Surgeons had hoped modifier -60 would be recognized because it explains more precisely than modifier -22 why a procedure was more complicated and/or took more time. The new modifier also held out the possibility of additional payment without excessive documentation for situations such as revisions where greater reimbursement is clearly appropriate.
In a Dec. 21, 2000, transmittal (B-00-75), HCFA argued that use of the modifier would become routine, even for procedures in which additional work was already reflected in the appropriate CPT code. To illustrate the point, the memorandum notes that CPTs instructions for modifier -60 would also add it to procedures such as revisions of total hip arthroplasty (27134-27138) even though the appropriate CPT codes include the additional work necessary to perform the revision.
HCFA also anticipated that modifier -60 claims would surpass the current number of modifier -22 claims and require increased medical review on the part of insurers, and claimed that objective verification of the altered surgical field [is] difficult or impossible.
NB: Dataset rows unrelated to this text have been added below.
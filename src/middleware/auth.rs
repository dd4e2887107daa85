use crate::modules::auth::dto::TokenClaims;
use crate::state::AppState;
use crate::common::response::ApiError;
use axum::{
    extract::{Request, State},
    http::{header, StatusCode},
    middleware::Next,
    response::Response,
};
use jsonwebtoken::{decode, DecodingKey, Validation};

fn bearer_token(req: &Request) -> Option<&str> {
    req.headers()
        .get(header::AUTHORIZATION)
        .and_then(|value| value.to_str().ok())
        .and_then(|value| value.strip_prefix("Bearer "))
        .map(str::trim)
        .filter(|token| !token.is_empty())
}

pub async fn auth_middleware(
    State(state): State<AppState>,
    mut req: Request,
    next: Next,
) -> Result<Response, ApiError> {
    let token = bearer_token(&req).ok_or_else(|| {
        ApiError("Unauthorized: Missing or invalid token".to_string(), StatusCode::UNAUTHORIZED)
    })?;

    let claims = decode::<TokenClaims>(
        token,
        &DecodingKey::from_secret(state.config.jwt_secret.as_bytes()),
        &Validation::default(),
    )
    .map_err(|_| ApiError("Unauthorized: Invalid token signature".to_string(), StatusCode::UNAUTHORIZED))?
    .claims;

    req.extensions_mut().insert(claims);

    Ok(next.run(req).await)
}
use super::dto::{CreateJobRequest, CreateQueueRequest};
use super::model::{Job, Queue};
use super::service::{JobService, QueueService};
use crate::common::error::AppError;
use crate::common::response::{ApiError, ApiResponse, ApiSuccess};
use crate::modules::auth::dto::TokenClaims;
use crate::modules::uploads::model::FileRecord;
use crate::state::AppState;
use axum::{
    extract::{Extension, Path, State},
    http::StatusCode,
    response::IntoResponse,
    Json,
};
use uuid::Uuid;
use validator::Validate;

/// Create a render job
#[utoipa::path(
    post,
    path = "/api/v1/jobs",
    request_body = CreateJobRequest,
    responses(
        (status = 201, description = "Job created", body = ApiResponse<Job>),
        (status = 400, description = "Bad Request"),
        (status = 404, description = "Queue not found")
    ),
    tag = "Jobs",
    security(("bearer_auth" = []))
)]
pub async fn create_job(
    State(state): State<AppState>,
    Extension(claims): Extension<TokenClaims>,
    Json(payload): Json<CreateJobRequest>,
) -> impl IntoResponse {
    if let Err(e) = payload.validate() {
        return ApiError::from(AppError::from(e)).into_response();
    }

    match JobService::create(state, &claims, payload).await {
        Ok(job) => ApiSuccess(ApiResponse::success(job, "Job created successfully"), StatusCode::CREATED).into_response(),
        Err(e) => ApiError::from(e).into_response(),
    }
}

/// List render jobs
#[utoipa::path(
    get,
    path = "/api/v1/jobs",
    responses(
        (status = 200, description = "List of jobs", body = ApiResponse<Vec<Job>>)
    ),
    tag = "Jobs",
    security(("bearer_auth" = []))
)]
pub async fn list_jobs(
    State(state): State<AppState>,
    Extension(claims): Extension<TokenClaims>,
) -> impl IntoResponse {
    match JobService::list(state, &claims).await {
        Ok(jobs) => ApiSuccess(ApiResponse::success(jobs, "Jobs retrieved successfully"), StatusCode::OK).into_response(),
        Err(e) => ApiError::from(e).into_response(),
    }
}

/// Get job by ID
#[utoipa::path(
    get,
    path = "/api/v1/jobs/{id}",
    params(
        ("id" = Uuid, Path, description = "Job ID")
    ),
    responses(
        (status = 200, description = "Job details", body = ApiResponse<Job>),
        (status = 404, description = "Job not found")
    ),
    tag = "Jobs",
    security(("bearer_auth" = []))
)]
pub async fn get_job(
    State(state): State<AppState>,
    Extension(claims): Extension<TokenClaims>,
    Path(id): Path<Uuid>,
) -> impl IntoResponse {
    match JobService::find_by_id(state, &claims, id).await {
        Ok(job) => ApiSuccess(ApiResponse::success(job, "Job retrieved successfully"), StatusCode::OK).into_response(),
        Err(e) => ApiError::from(e).into_response(),
    }
}

/// Delete a job and its file records
#[utoipa::path(
    delete,
    path = "/api/v1/jobs/{id}",
    params(
        ("id" = Uuid, Path, description = "Job ID")
    ),
    responses(
        (status = 200, description = "Job deleted", body = ApiResponse<String>),
        (status = 404, description = "Job not found")
    ),
    tag = "Jobs",
    security(("bearer_auth" = []))
)]
pub async fn delete_job(
    State(state): State<AppState>,
    Extension(claims): Extension<TokenClaims>,
    Path(id): Path<Uuid>,
) -> impl IntoResponse {
    match JobService::delete(state, &claims, id).await {
        Ok(_) => ApiSuccess(ApiResponse::success((), "Job deleted successfully"), StatusCode::OK).into_response(),
        Err(e) => ApiError::from(e).into_response(),
    }
}

/// Files uploaded for a job
#[utoipa::path(
    get,
    path = "/api/v1/jobs/{id}/files",
    params(
        ("id" = Uuid, Path, description = "Job ID")
    ),
    responses(
        (status = 200, description = "Files of the job", body = ApiResponse<Vec<FileRecord>>),
        (status = 404, description = "Job not found")
    ),
    tag = "Jobs",
    security(("bearer_auth" = []))
)]
pub async fn list_job_files(
    State(state): State<AppState>,
    Extension(claims): Extension<TokenClaims>,
    Path(id): Path<Uuid>,
) -> impl IntoResponse {
    match JobService::files(state, &claims, id).await {
        Ok(files) => ApiSuccess(ApiResponse::success(files, "Files retrieved successfully"), StatusCode::OK).into_response(),
        Err(e) => ApiError::from(e).into_response(),
    }
}

/// Create a queue
#[utoipa::path(
    post,
    path = "/api/v1/queues",
    request_body = CreateQueueRequest,
    responses(
        (status = 201, description = "Queue created", body = ApiResponse<Queue>),
        (status = 400, description = "Bad Request"),
        (status = 403, description = "Forbidden")
    ),
    tag = "Jobs",
    security(("bearer_auth" = []))
)]
pub async fn create_queue(
    State(state): State<AppState>,
    Json(payload): Json<CreateQueueRequest>,
) -> impl IntoResponse {
    if let Err(e) = payload.validate() {
        return ApiError::from(AppError::from(e)).into_response();
    }

    match QueueService::create(state, payload).await {
        Ok(queue) => ApiSuccess(ApiResponse::success(queue, "Queue created successfully"), StatusCode::CREATED).into_response(),
        Err(e) => ApiError::from(e).into_response(),
    }
}

/// List queues
#[utoipa::path(
    get,
    path = "/api/v1/queues",
    responses(
        (status = 200, description = "List of queues", body = ApiResponse<Vec<Queue>>)
    ),
    tag = "Jobs",
    security(("bearer_auth" = []))
)]
pub async fn list_queues(State(state): State<AppState>) -> impl IntoResponse {
    match QueueService::list(state).await {
        Ok(queues) => ApiSuccess(ApiResponse::success(queues, "Queues retrieved successfully"), StatusCode::OK).into_response(),
        Err(e) => ApiError::from(e).into_response(),
    }
}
Until further notice, HCFA has instructed surgeons to use modifier -22 for all unusual procedural services.
Although cardiologists are less likely to encounter altered surgical fields than many other specialists, modifier -60 would have been useful in some situations.
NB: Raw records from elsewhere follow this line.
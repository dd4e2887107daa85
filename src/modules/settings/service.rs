use tracing::{error, info, warn};

use super::dto::{BucketResponse, ExportResponse, UpdateSettingsRequest, VersionResponse};
use super::export;
use super::model::{BucketAttribute, Settings};
use super::repository::{SettingsRepository, SettingsStore};
use crate::common::error::{AppError, AppResult};
use crate::config::credentials::{self, AwsKeyPair};
use crate::config::version;
use crate::infrastructure::storage::{ObjectStore, StorageError};
use crate::state::AppState;

fn settings_not_found(id: i32) -> AppError {
    AppError::NotFound(format!("Settings {id} not found"))
}

/// Creates and removes buckets, keeping the settings record in step.
pub struct BucketManager<'a> {
    storage: &'a dyn ObjectStore,
    settings: &'a dyn SettingsStore,
}

impl<'a> BucketManager<'a> {
    pub fn new(storage: &'a dyn ObjectStore, settings: &'a dyn SettingsStore) -> Self {
        Self { storage, settings }
    }

    fn require(name: &str, region: &str, action: &str) -> AppResult<()> {
        if name.trim().is_empty() {
            return Err(AppError::validation(format!(
                "You must provide a name before you can {action} a bucket."
            )));
        }
        if region.trim().is_empty() {
            return Err(AppError::validation(format!(
                "You must provide a region before you can {action} a bucket."
            )));
        }
        Ok(())
    }

    /// Creates `name` in `region`. A bucket the caller already owns is
    /// associated with settings `id` under `attribute` instead.
    pub async fn create_bucket(
        &self,
        id: i32,
        name: &str,
        region: &str,
        attribute: BucketAttribute,
    ) -> AppResult<BucketResponse> {
        Self::require(name, region, "create")?;

        match self.storage.create_bucket(name, region).await {
            Ok(location) => {
                info!("Created bucket {} in {}", name, region);
                Ok(BucketResponse {
                    bucket_name: name.to_string(),
                    location,
                })
            }
            Err(StorageError::BucketAlreadyOwned { .. }) => {
                warn!("Bucket {} is already owned, associating it with settings {}", name, id);

                self.settings
                    .set_bucket_attribute(id, attribute, name)
                    .await?
                    .ok_or_else(|| settings_not_found(id))?;

                info!("Updated settings property {} with {}.", attribute, name);
                Ok(BucketResponse {
                    bucket_name: name.to_string(),
                    location: None,
                })
            }
            Err(e) => {
                error!("Failed to create bucket {}: {}", name, e);
                Err(e.into())
            }
        }
    }

    /// Deletes `name` and clears `attribute` on settings `id`.
    pub async fn remove_bucket(
        &self,
        id: i32,
        name: &str,
        region: &str,
        attribute: BucketAttribute,
    ) -> AppResult<String> {
        Self::require(name, region, "remove")?;

        self.storage.delete_bucket(name, region).await.map_err(|e| {
            error!("Failed to delete bucket {}: {}", name, e);
            AppError::from(e)
        })?;

        self.settings
            .set_bucket_attribute(id, attribute, "")
            .await?
            .ok_or_else(|| settings_not_found(id))?;

        info!("Removed bucket {} and cleared {}", name, attribute);
        Ok(name.to_string())
    }
}

pub struct SettingsService;

impl SettingsService {
    pub async fn find_by_id(state: AppState, id: i32) -> AppResult<Settings> {
        SettingsRepository::find_by_id(&state.db, id)
            .await?
            .ok_or_else(|| settings_not_found(id))
    }

    pub async fn current(state: AppState) -> AppResult<Settings> {
        SettingsRepository::find_current(&state.db)
            .await?
            .ok_or_else(|| AppError::NotFound("No settings have been saved yet".to_string()))
    }

    pub async fn update(state: AppState, id: i32, req: UpdateSettingsRequest) -> AppResult<Settings> {
        SettingsRepository::update(&state.db, id, &req)
            .await?
            .ok_or_else(|| settings_not_found(id))
    }

    pub async fn create_bucket(
        state: AppState,
        id: i32,
        name: &str,
        region: &str,
        attribute: BucketAttribute,
    ) -> AppResult<BucketResponse> {
        BucketManager::new(state.storage.as_ref(), &state.db)
            .create_bucket(id, name, region, attribute)
            .await
    }

    pub async fn remove_bucket(
        state: AppState,
        id: i32,
        name: &str,
        region: &str,
        attribute: BucketAttribute,
    ) -> AppResult<String> {
        BucketManager::new(state.storage.as_ref(), &state.db)
            .remove_bucket(id, name, region, attribute)
            .await
    }

    pub async fn aws_credentials() -> AppResult<AwsKeyPair> {
        Ok(credentials::load().await?)
    }

    pub async fn brenda_version(state: AppState) -> AppResult<VersionResponse> {
        let version = version::brenda_version(&state.config.brenda_setup_file).await?;
        Ok(VersionResponse { version })
    }

    pub async fn export(state: AppState, id: i32) -> AppResult<ExportResponse> {
        let settings = Self::find_by_id(state.clone(), id).await?;
        let path = &state.config.aws_config_output;

        export::export_config_file(&settings, path).await?;
        info!("Amazon config file saved to {}", path.display());

        Ok(ExportResponse {
            path: path.display().to_string(),
        })
    }
}

#[cfg(test)]
mod tests {
    use super::*;
    use crate::testing::{MemorySettings, MemoryStore};

    #[tokio::test]
    async fn missing_name_fails_before_any_provider_call() {
        let store = MemoryStore::new();
        let settings = MemorySettings::with(vec![crate::testing::sample_settings(5)]);

        let err = BucketManager::new(&store, &settings)
            .create_bucket(5, "", "us-west-2", BucketAttribute::AwsS3ProjectBucket)
            .await
            .unwrap_err();

        assert!(matches!(err, AppError::Validation(_)));
        assert_eq!(err.to_string(), "You must provide a name before you can create a bucket.");
        assert!(store.calls().is_empty());
    }

    #[tokio::test]
    async fn name_is_checked_before_region() {
        let store = MemoryStore::new();
        let settings = MemorySettings::default();

        let err = BucketManager::new(&store, &settings)
            .remove_bucket(1, "", "", BucketAttribute::AwsS3RenderBucket)
            .await
            .unwrap_err();
        assert_eq!(err.to_string(), "You must provide a name before you can remove a bucket.");

        let err = BucketManager::new(&store, &settings)
            .create_bucket(1, "renders", "", BucketAttribute::AwsS3RenderBucket)
            .await
            .unwrap_err();
        assert_eq!(err.to_string(), "You must provide a region before you can create a bucket.");
        assert!(store.calls().is_empty());
    }

    #[tokio::test]
    async fn new_bucket_reports_location_and_leaves_settings_alone() {
        let store = MemoryStore::new();
        let settings = MemorySettings::with(vec![crate::testing::sample_settings(1)]);

        let created = BucketManager::new(&store, &settings)
            .create_bucket(1, "fresh-renders", "eu-west-1", BucketAttribute::AwsS3RenderBucket)
            .await
            .unwrap();

        assert_eq!(created.bucket_name, "fresh-renders");
        assert_eq!(created.location.as_deref(), Some("/fresh-renders"));
        assert_eq!(store.bucket_region("fresh-renders").as_deref(), Some("eu-west-1"));
        assert_eq!(settings.get(1).unwrap().aws_s3_render_bucket, "renders");
    }

    #[tokio::test]
    async fn already_owned_bucket_is_associated_with_settings() {
        let store = MemoryStore::new().owning("my-projects");
        let settings = MemorySettings::with(vec![crate::testing::sample_settings(5)]);

        let result = BucketManager::new(&store, &settings)
            .create_bucket(5, "my-projects", "us-west-2", BucketAttribute::AwsS3ProjectBucket)
            .await
            .unwrap();

        assert_eq!(
            result,
            BucketResponse {
                bucket_name: "my-projects".into(),
                location: None
            }
        );
        assert_eq!(settings.get(5).unwrap().aws_s3_project_bucket, "my-projects");
    }

    #[tokio::test]
    async fn already_owned_bucket_without_settings_row_is_not_found() {
        let store = MemoryStore::new().owning("my-projects");
        let settings = MemorySettings::default();

        let err = BucketManager::new(&store, &settings)
            .create_bucket(9, "my-projects", "us-west-2", BucketAttribute::AwsS3ProjectBucket)
            .await
            .unwrap_err();

        assert!(matches!(err, AppError::NotFound(_)));
    }

    #[tokio::test]
    async fn already_owned_bucket_with_broken_database_is_a_persistence_error() {
        let store = MemoryStore::new().owning("my-projects");
        let settings = MemorySettings::failing();

        let err = BucketManager::new(&store, &settings)
            .create_bucket(1, "my-projects", "us-west-2", BucketAttribute::AwsS3ProjectBucket)
            .await
            .unwrap_err();

        assert!(matches!(err, AppError::Persistence(_)));
    }

    #[tokio::test]
    async fn other_provider_errors_are_surfaced() {
        let store = MemoryStore::new().failing_create("BucketAlreadyExists");
        let settings = MemorySettings::with(vec![crate::testing::sample_settings(1)]);

        let err = BucketManager::new(&store, &settings)
            .create_bucket(1, "taken", "us-west-2", BucketAttribute::AwsS3ProjectBucket)
            .await
            .unwrap_err();

        match err {
            AppError::Provider(e) => assert_eq!(e.code(), Some("BucketAlreadyExists")),
            other => panic!("unexpected error: {other:?}"),
        }
        assert_eq!(settings.get(1).unwrap().aws_s3_project_bucket, "projects");
    }

    #[tokio::test]
    async fn removing_a_bucket_clears_the_attribute() {
        let store = MemoryStore::new();
        let settings = MemorySettings::with(vec![crate::testing::sample_settings(1)]);
        let manager = BucketManager::new(&store, &settings);

        manager
            .create_bucket(1, "renders", "us-west-2", BucketAttribute::AwsS3RenderBucket)
            .await
            .unwrap();
        let removed = manager
            .remove_bucket(1, "renders", "us-west-2", BucketAttribute::AwsS3RenderBucket)
            .await
            .unwrap();

        assert_eq!(removed, "renders");
        assert!(store.bucket_region("renders").is_none());
        assert_eq!(settings.get(1).unwrap().aws_s3_render_bucket, "");
    }

    #[tokio::test]
    async fn failed_deletion_leaves_settings_unchanged() {
        let store = MemoryStore::new().failing_delete("BucketNotEmpty");
        let settings = MemorySettings::with(vec![crate::testing::sample_settings(1)]);

        let err = BucketManager::new(&store, &settings)
            .remove_bucket(1, "renders", "us-west-2", BucketAttribute::AwsS3RenderBucket)
            .await
            .unwrap_err();

        assert!(matches!(err, AppError::Provider(_)));
        assert_eq!(settings.get(1).unwrap().aws_s3_render_bucket, "renders");
    }
}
For example, a cardiologist may need to implant a pacemaker on the right side of the heart instead of the left, where it would normally be implanted, due to an earlier pacer lead placement, an injection or cannulation that leaves the left subclavian vein occluded, says Harriet Drucker, MHS, PA-C, a physician assistant who specializes in pacemaker followup with Summit Cardiology, an 11-physician practice in Seattle. Moreover, the cardiologist or electrophysiologist is typically unaware of the occlusion until the procedure begins, because Doppler studies do not identify the subclavian very well, particularly at the site of the innominate vein where the subclavian is likely to occlude.
Until now, cardiologists have appended modifier -22 to the appropriate procedure code to indicate the work was more complex and/or took more time than usual and for Medicare patients, they should continue to do so.
Most private payers are likely to follow HCFAs lead, but some may accept modifier -60 claims. Therefore, surgeons should check with their carriers to determine if a set value for the modifier has been determined or if its use requires case-by-case consideration.
Whether coding with modifier -60 or modifier -22, better documentation will result in higher reimbursement, advises Barbara Cobuzzi, MBA, CPC, CPC-H, a reimbursement specialist and president of Cash Flow Solutions in Lakewood, N.J. She reminds coders to ask for and note the additional payment when filing a claim with either modifier. Without a request for additional reimburse-ment, private payers are no more likely to boost payment for modifier -60 claims than for modifier -22 claims.